Using the characteristics of CBT defined by Goodwin, I can say that the successful community owned projects that are members of ACTUAR provide, to varying degrees
• benefits going to individuals or households in the community
• collective benefits – creation of assets which are used by the community as a whole, roads, schools, clinics etc
• community benefits where there is a distribution of benefit to all households in the community
• conservation initiatives with community and collective benefits
• community owned and managed enterprises
• private sector enterprises with community benefits
• product networks developed for marketing tourism in a local area.
• community enterprise within a broader co-operative
The one criteria that is slightly different from the Yachana model is "joint ventures with community and/or collective benefits, including an anticipated transfer of management." In various ACTUAR projects, community members who have university degrees have become the focalizers of community tourism projects. Their objective is to initiate programs that will benefit both conservation and their communities as a whole. They often become the managers of community tourism projects because of their commitment and vision, and often they receive a salary from the community organization that they have helped to found. But often these people lack tourism and business experience, unlike the entrepreneurs who have founded successful tourism projects that benefit communities, like Yachana.
In the latest edition of my book, The New Key to Costa Rica, i decided to include tourism projects that were owned by foreigners who have years of experience and residency in Costa Rica, like Finca Luna Nueva in San Isidro de Peñas Blancas, and Rancho Margot near El Castilo, on the west side of Arenal Volcano, because the dynamic foreign born entrepreneur/owners started these projects with the same impulse to benefit their local communities as the university educated Costa Ricans who start projects that are members of ACTUAR. And often the foreign-owned projects are more successful economically at this point than many ACTUAR projects, because of the connections, marketing, and internet savvy of the owners.

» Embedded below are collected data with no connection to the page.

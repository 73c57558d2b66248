//! Classification of interrupted operations.

/// Why a bounded operation stopped before its transport call completed.
#[derive(Clone, Copy, Debug, PartialEq, Eq)]
pub(crate) enum Interruption {
    /// The operation's timer elapsed.
    TimedOut,
    /// The caller's cancellation token fired.
    Cancelled,
}

impl Interruption {
    /// Classify an elapsed timer.
    ///
    /// Cancellation takes precedence: if the token has fired by the time the
    /// timer is observed, the outcome is [`Interruption::Cancelled`].
    pub(crate) fn on_timer(signal_fired: bool) -> Self {
        if signal_fired {
            Self::Cancelled
        } else {
            Self::TimedOut
        }
    }
}

impl std::fmt::Display for Interruption {
    fn fmt(&self, f: &mut std::fmt::Formatter<'_>) -> std::fmt::Result {
        match self {
            Interruption::TimedOut => write!(f, "timed out"),
            Interruption::Cancelled => write!(f, "cancelled"),
        }
    }
}

#[cfg(test)]
mod tests {
    use super::*;

    #[test]
    fn test_timer_alone_is_timeout() {
        assert_eq!(Interruption::on_timer(false), Interruption::TimedOut);
    }

    #[test]
    fn test_cancellation_wins_tie() {
        assert_eq!(Interruption::on_timer(true), Interruption::Cancelled);
    }
}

I want to point out that some ACTUAR communities are lead by campesinos, some by university trained people, but they all work together to make ACTUAR what it is. ACTUAR grew very rapidly with Bernarda Morales, an indigenous leader with not much formal education, but with tremendous vision and spirit, as the president of the board of directors. You can see an example of the project she leads in her BriBri community of Yorkín, with a few moments of her talking about the way the project benefits the community here:
http://www.parrotcreek.com/costarica/
Now the president is a university professor. The director of ACTUAR's travel agency, Kyra Cruz, has years of experience as a professional in the travel industry. They all work together within the progressive values that characterize Costa Rican history and society. That is why i talk about the way that Costa Rican history and social movements have created a CLIMATE in which community owned projects have a chance of success.
The biodiversity of the Costa Rican rainforest developed in response to the needs of plants, animals, insects and birds to find the niche that would guarantee their survival. I see the process of communities working together to learn how to SURVIVE in the harsh climate of "tourism development" as a similar process. ACTUAR is trying to provide the tools needed by these communities. In further posts I will talk about the conditions within the successful communities that lead to success in tourism.
I am interested in knowing if the distinctions I have made up til now are useful as a jumping off point for further discussion of Goodein's article, which I find helpful in clarifying a little-known field, rather than depressing.
Please let me know if what I have said is useful so far.